Corker (R.-Tenn.) says the arrival of Volkswagen marks another milestone in the state's long campaign to woo industrial jobs.
"It's an incredible thing for southeast Tennessee," he said prior to the launch of the Passat at Detroit's Cobo Center. "For 20 years our city has had a vision, and differing people have been able to put that vision into reality."
Corker served as mayor of Volkswagen's new U.S. hometown of Chattanooga from 2001 to 2005, and is widely considered the dealmaker who brought the German automaker to the city's outskirts. In 2006, Corker won the Senate seat formerly held by Bill Frist (R.-Tenn.), narrowly defeating Democratic candidate Harold Ford, Jr. (D.-Tenn.) in the midterm elections, as the only Republican elected to the Senate during President George W. Bush's second term.
As a Senator, Corker's been a vocal opponent of bailouts. In 2008, Corker opposed federal loans for ailing automakers General Motors and Chrysler, arguing that the government only should get involved in the car companies' finances if the United Auto Workers accepted cuts in wages and benefits, so that the downsized companies would have a more competitive cost structure.

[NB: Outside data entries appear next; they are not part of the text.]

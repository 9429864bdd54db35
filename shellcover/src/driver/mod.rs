//! Batch driver for coverage runs.
//!
//! The driver owns the fixed-budget loop: for every iteration it draws a
//! batch of samples, has the estimator classify and record them, and hands
//! a [`BatchReport`] to a [`BatchObserver`]. It never stops on convergence;
//! only the iteration budget or a [`CancellationToken`] ends a run.
//!
//! # Architecture
//!
//! ```text
//!            ┌──────────────── BatchDriver::run ────────────────┐
//!            │                                                  │
//!  rng ────► │ sample_uniform_sphere ─► CoverageEstimator       │
//!            │                           (classify + record)    │
//!            │                                 │                │
//!            │                          BatchReport ───────────►│──► observer
//!            └──────────────────────────────────────────────────┘    (console,
//!                                                                     hit/miss log,
//!                                                                     disc projection)
//! ```

mod coordinate_log;
mod observer;
mod projection;

pub use coordinate_log::{CoordinateLog, HIT_LOG_FILE, MISS_LOG_FILE};
pub use observer::{BatchObserver, NullObserver, ObserverSet, RunParameters};
pub use projection::{DiscProjection, PlotBounds, ProjectionFrame};

use std::sync::atomic::{AtomicBool, Ordering};
use std::sync::Arc;
use std::time::{Duration, Instant};

use rand::Rng;
use tracing::{debug, info, warn};

use crate::config::{ConfigError, CoverageConfig};
use crate::coord::{spherical_to_cartesian, Cartesian};
use crate::error::Result;
use crate::estimator::{sample_uniform_sphere, CoverageEstimate, CoverageEstimator, SamplingBounds};

/// Shared flag that asks a running driver to stop at the next batch boundary.
#[derive(Debug, Clone, Default)]
pub struct CancellationToken {
    cancelled: Arc<AtomicBool>,
}

impl CancellationToken {
    pub fn new() -> Self {
        Self::default()
    }

    /// Request cancellation. Safe to call from a signal handler thread.
    pub fn cancel(&self) {
        self.cancelled.store(true, Ordering::SeqCst);
    }

    pub fn is_cancelled(&self) -> bool {
        self.cancelled.load(Ordering::SeqCst)
    }
}

/// Progress of a single batch.
#[derive(Debug, Clone, Copy)]
pub struct BatchReport<'a> {
    /// 1-based batch number.
    pub iteration: u64,
    /// Planned number of batches.
    pub iterations: u64,
    /// Hits in this batch alone.
    pub batch_hits: u64,
    /// Running estimate after this batch.
    pub estimate: CoverageEstimate,
    /// Hit samples of this batch on the shell. Empty unless collected.
    pub hits: &'a [Cartesian],
    /// Missed samples of this batch on the shell. Empty unless collected.
    pub misses: &'a [Cartesian],
}

/// Outcome of a complete (or interrupted) run.
#[derive(Debug, Clone, Copy, PartialEq)]
pub struct RunSummary {
    /// Batches actually recorded.
    pub iterations_completed: u64,
    /// Batches requested.
    pub iterations: u64,
    /// Final estimate; `None` only if the run was cancelled before any batch.
    pub estimate: Option<CoverageEstimate>,
    /// Whether cancellation cut the run short.
    pub interrupted: bool,
    /// Wall-clock duration of the loop.
    pub elapsed: Duration,
}

/// Runs a coverage estimator for a fixed number of batches.
#[derive(Debug, Clone)]
pub struct BatchDriver {
    iterations: u64,
    batch_size: usize,
    bounds: SamplingBounds,
    collect_coordinates: bool,
    cancellation: Option<CancellationToken>,
}

impl BatchDriver {
    /// Create a driver from a validated configuration.
    ///
    /// Coordinates are collected when the config enables visual or verbose
    /// mode.
    pub fn new(config: &CoverageConfig) -> Self {
        Self {
            iterations: config.iterations(),
            batch_size: config.batch_size(),
            bounds: *config.bounds(),
            collect_coordinates: config.collects_coordinates(),
            cancellation: None,
        }
    }

    /// Create a driver from raw parameters.
    pub fn with_params(
        iterations: u64,
        batch_size: usize,
        bounds: SamplingBounds,
    ) -> std::result::Result<Self, ConfigError> {
        if iterations == 0 {
            return Err(ConfigError::ZeroIterations);
        }
        if batch_size == 0 {
            return Err(ConfigError::ZeroBatchSize);
        }
        Ok(Self {
            iterations,
            batch_size,
            bounds,
            collect_coordinates: false,
            cancellation: None,
        })
    }

    /// Whether batch reports carry hit/miss coordinates.
    pub fn collect_coordinates(mut self, collect: bool) -> Self {
        self.collect_coordinates = collect;
        self
    }

    /// Stop early when `token` is cancelled.
    pub fn with_cancellation(mut self, token: CancellationToken) -> Self {
        self.cancellation = Some(token);
        self
    }

    pub fn iterations(&self) -> u64 {
        self.iterations
    }

    pub fn batch_size(&self) -> usize {
        self.batch_size
    }

    fn is_cancelled(&self) -> bool {
        self.cancellation
            .as_ref()
            .is_some_and(CancellationToken::is_cancelled)
    }

    /// Run all batches, reporting each to `observer`.
    ///
    /// Iterations are numbered from 1. After the loop `observer.on_finish`
    /// receives the final summary exactly once.
    pub fn run<R: Rng + ?Sized>(
        &self,
        estimator: &mut CoverageEstimator,
        rng: &mut R,
        observer: &mut dyn BatchObserver,
    ) -> Result<RunSummary> {
        let shell_radius = estimator.shell_radius();

        info!(
            iterations = self.iterations,
            batch_size = self.batch_size,
            shell_radius,
            coverage_radius = estimator.coverage_radius(),
            references = estimator.reference_count(),
            "Starting coverage run"
        );

        observer.on_start(&RunParameters {
            iterations: self.iterations,
            batch_size: self.batch_size,
            shell_radius,
            coverage_radius: estimator.coverage_radius(),
            reference_count: estimator.reference_count(),
        })?;

        let started = Instant::now();
        let mut completed = 0;
        let mut interrupted = false;
        let mut hits: Vec<Cartesian> = Vec::new();
        let mut misses: Vec<Cartesian> = Vec::new();

        for iteration in 1..=self.iterations {
            if self.is_cancelled() {
                warn!(completed, iterations = self.iterations, "Coverage run cancelled");
                interrupted = true;
                break;
            }

            let samples = sample_uniform_sphere(rng, self.batch_size, &self.bounds);

            hits.clear();
            misses.clear();
            let batch_hits = if self.collect_coordinates {
                let outcomes = estimator.classify_batch(&samples);
                for outcome in &outcomes {
                    let point =
                        spherical_to_cartesian(shell_radius, outcome.point.polar, outcome.point.azimuth);
                    if outcome.hit {
                        hits.push(point);
                    } else {
                        misses.push(point);
                    }
                }
                estimator.record_outcomes(&outcomes)
            } else {
                estimator.record_batch(&samples)
            };

            let estimate = estimator
                .current_estimate()
                .ok_or(ConfigError::ZeroBatchSize)?;

            debug!(
                iteration,
                batch_hits,
                hit_fraction = estimate.hit_fraction,
                "Batch recorded"
            );

            observer.on_batch(&BatchReport {
                iteration,
                iterations: self.iterations,
                batch_hits,
                estimate,
                hits: &hits,
                misses: &misses,
            })?;
            completed = iteration;
        }

        let summary = RunSummary {
            iterations_completed: completed,
            iterations: self.iterations,
            estimate: estimator.current_estimate(),
            interrupted,
            elapsed: started.elapsed(),
        };

        info!(
            completed,
            samples = estimator.state().samples(),
            hits = estimator.state().hits(),
            elapsed_ms = summary.elapsed.as_millis() as u64,
            "Coverage run finished"
        );

        observer.on_finish(&summary)?;
        Ok(summary)
    }
}
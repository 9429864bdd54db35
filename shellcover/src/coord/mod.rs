//! Coordinate conversion module
//!
//! Provides conversions between Cartesian and spherical coordinates, and the
//! stereographic projection used to flatten shell samples onto a 2D disc for
//! plotting.

mod types;

pub use types::{Cartesian, Spherical};

/// Default clip radius for the disc projection.
///
/// Points near the projection pole map far from the origin; anything beyond
/// this magnitude is pulled back onto the clip circle.
pub const DEFAULT_DISC_CLIP: f64 = 10.0;

/// Converts Cartesian coordinates to spherical coordinates.
///
/// The polar angle lies in `[0, π]` (zero along +z) and the azimuth in
/// `(-π, π]`. The origin maps to `(0, 0, 0)`.
#[inline]
pub fn cartesian_to_spherical(x: f64, y: f64, z: f64) -> Spherical {
    let hxy = x.hypot(y);
    let r = hxy.hypot(z);
    let polar = hxy.atan2(z);
    let azimuth = y.atan2(x);

    Spherical { r, polar, azimuth }
}

/// Converts spherical coordinates to Cartesian coordinates.
#[inline]
pub fn spherical_to_cartesian(r: f64, polar: f64, azimuth: f64) -> Cartesian {
    let r_sin_polar = r * polar.sin();

    Cartesian {
        x: r_sin_polar * azimuth.cos(),
        y: r_sin_polar * azimuth.sin(),
        z: r * polar.cos(),
    }
}

/// Converts a slice of Cartesian points to spherical form, preserving order.
pub fn to_spherical_all(points: &[Cartesian]) -> Vec<Spherical> {
    points.iter().map(Cartesian::to_spherical).collect()
}

/// Projects a point onto the plane `z = 0` from the +z pole.
///
/// Returns `(x / (1 - z), y / (1 - z))`. Results whose magnitude exceeds
/// `clip` are scaled back onto the circle of radius `clip`, keeping their
/// direction. A point exactly at the pole has no finite image and is placed
/// on the clip circle along its azimuth.
pub fn project_onto_disc(point: &Cartesian, clip: f64) -> (f64, f64) {
    let denom = 1.0 - point.z;
    if denom == 0.0 {
        let azimuth = point.y.atan2(point.x);
        return (clip * azimuth.cos(), clip * azimuth.sin());
    }

    let x = point.x / denom;
    let y = point.y / denom;

    let mag = x.hypot(y);
    if mag > clip {
        (x / mag * clip, y / mag * clip)
    } else {
        (x, y)
    }
}

#[cfg(test)]
mod tests {
    use super::*;
    use std::f64::consts::{FRAC_PI_2, PI};

    const EPS: f64 = 1e-12;

    fn assert_close(actual: f64, expected: f64) {
        assert!(
            (actual - expected).abs() < EPS,
            "expected {}, got {} (diff {})",
            expected,
            actual,
            (actual - expected).abs()
        );
    }

    #[test]
    fn test_unit_axes_to_spherical() {
        let px = cartesian_to_spherical(1.0, 0.0, 0.0);
        assert_close(px.r, 1.0);
        assert_close(px.polar, FRAC_PI_2);
        assert_close(px.azimuth, 0.0);

        let py = cartesian_to_spherical(0.0, 1.0, 0.0);
        assert_close(py.polar, FRAC_PI_2);
        assert_close(py.azimuth, FRAC_PI_2);

        let pz = cartesian_to_spherical(0.0, 0.0, 2.0);
        assert_close(pz.r, 2.0);
        assert_close(pz.polar, 0.0);

        let nz = cartesian_to_spherical(0.0, 0.0, -3.0);
        assert_close(nz.r, 3.0);
        assert_close(nz.polar, PI);
    }

    #[test]
    fn test_negative_x_axis_azimuth_is_pi() {
        // atan2(+0, -1) is +π, keeping the azimuth in (-π, π]
        let s = cartesian_to_spherical(-1.0, 0.0, 0.0);
        assert_close(s.azimuth, PI);
    }

    #[test]
    fn test_origin_maps_to_zero() {
        let s = cartesian_to_spherical(0.0, 0.0, 0.0);
        assert_eq!(s, Spherical::new(0.0, 0.0, 0.0));
    }

    #[test]
    fn test_spherical_to_cartesian_known_values() {
        let c = spherical_to_cartesian(2.0, FRAC_PI_2, FRAC_PI_2);
        assert_close(c.x, 0.0);
        assert_close(c.y, 2.0);
        assert_close(c.z, 0.0);

        let south = spherical_to_cartesian(1.0, PI, 0.0);
        assert_close(south.z, -1.0);
    }

    #[test]
    fn test_to_spherical_all_preserves_order() {
        let points = [
            Cartesian::new(0.0, 0.0, 1.0),
            Cartesian::new(0.0, 0.0, -1.0),
            Cartesian::new(1.0, 0.0, 0.0),
        ];
        let converted = to_spherical_all(&points);
        assert_eq!(converted.len(), 3);
        assert_close(converted[0].polar, 0.0);
        assert_close(converted[1].polar, PI);
        assert_close(converted[2].polar, FRAC_PI_2);
    }

    #[test]
    fn test_disc_projection_equator_is_unit_circle() {
        let (x, y) = project_onto_disc(&Cartesian::new(0.0, 1.0, 0.0), DEFAULT_DISC_CLIP);
        assert_close(x, 0.0);
        assert_close(y, 1.0);
    }

    #[test]
    fn test_disc_projection_south_pole_is_origin() {
        let (x, y) = project_onto_disc(&Cartesian::new(0.0, 0.0, -1.0), DEFAULT_DISC_CLIP);
        assert_close(x, 0.0);
        assert_close(y, 0.0);
    }

    #[test]
    fn test_disc_projection_clips_near_pole() {
        let point = spherical_to_cartesian(1.0, 0.01, 0.3);
        let (x, y) = project_onto_disc(&point, 5.0);
        assert_close(x.hypot(y), 5.0);
        assert_close(y.atan2(x), 0.3);
    }

    #[test]
    fn test_disc_projection_pole_is_finite() {
        let (x, y) = project_onto_disc(&Cartesian::new(0.0, 0.0, 1.0), 4.0);
        assert!(x.is_finite() && y.is_finite());
        assert_close(x.hypot(y), 4.0);
    }

    // Property-based tests using proptest
    mod property_tests {
        use super::*;
        use proptest::prelude::*;

        proptest! {
            #[test]
            fn test_roundtrip_property(
                r in 1e-3..1e3_f64,
                polar in 1e-6..(PI - 1e-6),
                azimuth in (-PI + 1e-6)..PI
            ) {
                let c = spherical_to_cartesian(r, polar, azimuth);
                let s = cartesian_to_spherical(c.x, c.y, c.z);

                prop_assert!(
                    ((s.r - r) / r).abs() < 1e-12,
                    "Radius roundtrip failed: {} -> {}", r, s.r
                );
                prop_assert!(
                    (s.polar - polar).abs() < 1e-9,
                    "Polar roundtrip failed: {} -> {}", polar, s.polar
                );
                prop_assert!(
                    (s.azimuth - azimuth).abs() < 1e-9,
                    "Azimuth roundtrip failed: {} -> {}", azimuth, s.azimuth
                );
            }

            #[test]
            fn test_spherical_ranges(
                x in -100.0..100.0_f64,
                y in -100.0..100.0_f64,
                z in -100.0..100.0_f64
            ) {
                let s = cartesian_to_spherical(x, y, z);
                prop_assert!(s.r >= 0.0);
                prop_assert!((0.0..=PI).contains(&s.polar));
                prop_assert!(s.azimuth > -PI && s.azimuth <= PI);
            }

            #[test]
            fn test_projection_never_exceeds_clip(
                polar in 0.0..PI,
                azimuth in -PI..PI,
                clip in 0.5..50.0_f64
            ) {
                let point = spherical_to_cartesian(1.0, polar, azimuth);
                let (x, y) = project_onto_disc(&point, clip);
                prop_assert!(x.hypot(y) <= clip * (1.0 + 1e-12));
            }
        }
    }
}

In the same year, Corker was on hand when Volkswagen announced it would set down new American roots in Chattanooga, on a 1,350-acre site off Interstate 75. The new factory -- VW's second, since it formerly operated a factory in Westmoreland, Pennsylvania, into the early 1980s--represents an initial investment of $1 billion, will employ 2,000 workers, and will have an initial production capacity of 150,000 vehicles a year.
Corker opposed federal auto loans, but favors tax incentives to lure new companies to Tennessee. A report suggests the state might eventually spend $400 million over the next 20 years when tax incentives to the automaker and its workers are accounted for.
Toyota's big help
Volkswagen wasn't the first manufacturer Corker and Tennessee had in mind for the Chattanooga site. Corker says that Toyota, in fact, had been a long-time suitor for the parcel of land, the site of a former ammunition plant. The Japanese automaker had finished construction on a truck plant in San Antonio, and was scouting locations for a new assembly plant where it would build its Highlande crossover vehicle.
"We actually got down to the short list of two or three, and Mississippi was chosen - and it was disappointing that we had worked very closely with Toyota for years," he says. However, the long discussions with Toyota actually helped the city prepare for its next round of bidding.
"They helped us look at the site in such a way that an auto manufacturer would be willing, environmentally, to take on....We bought the land from the federal government as a city, [and] built the infrastructure into it.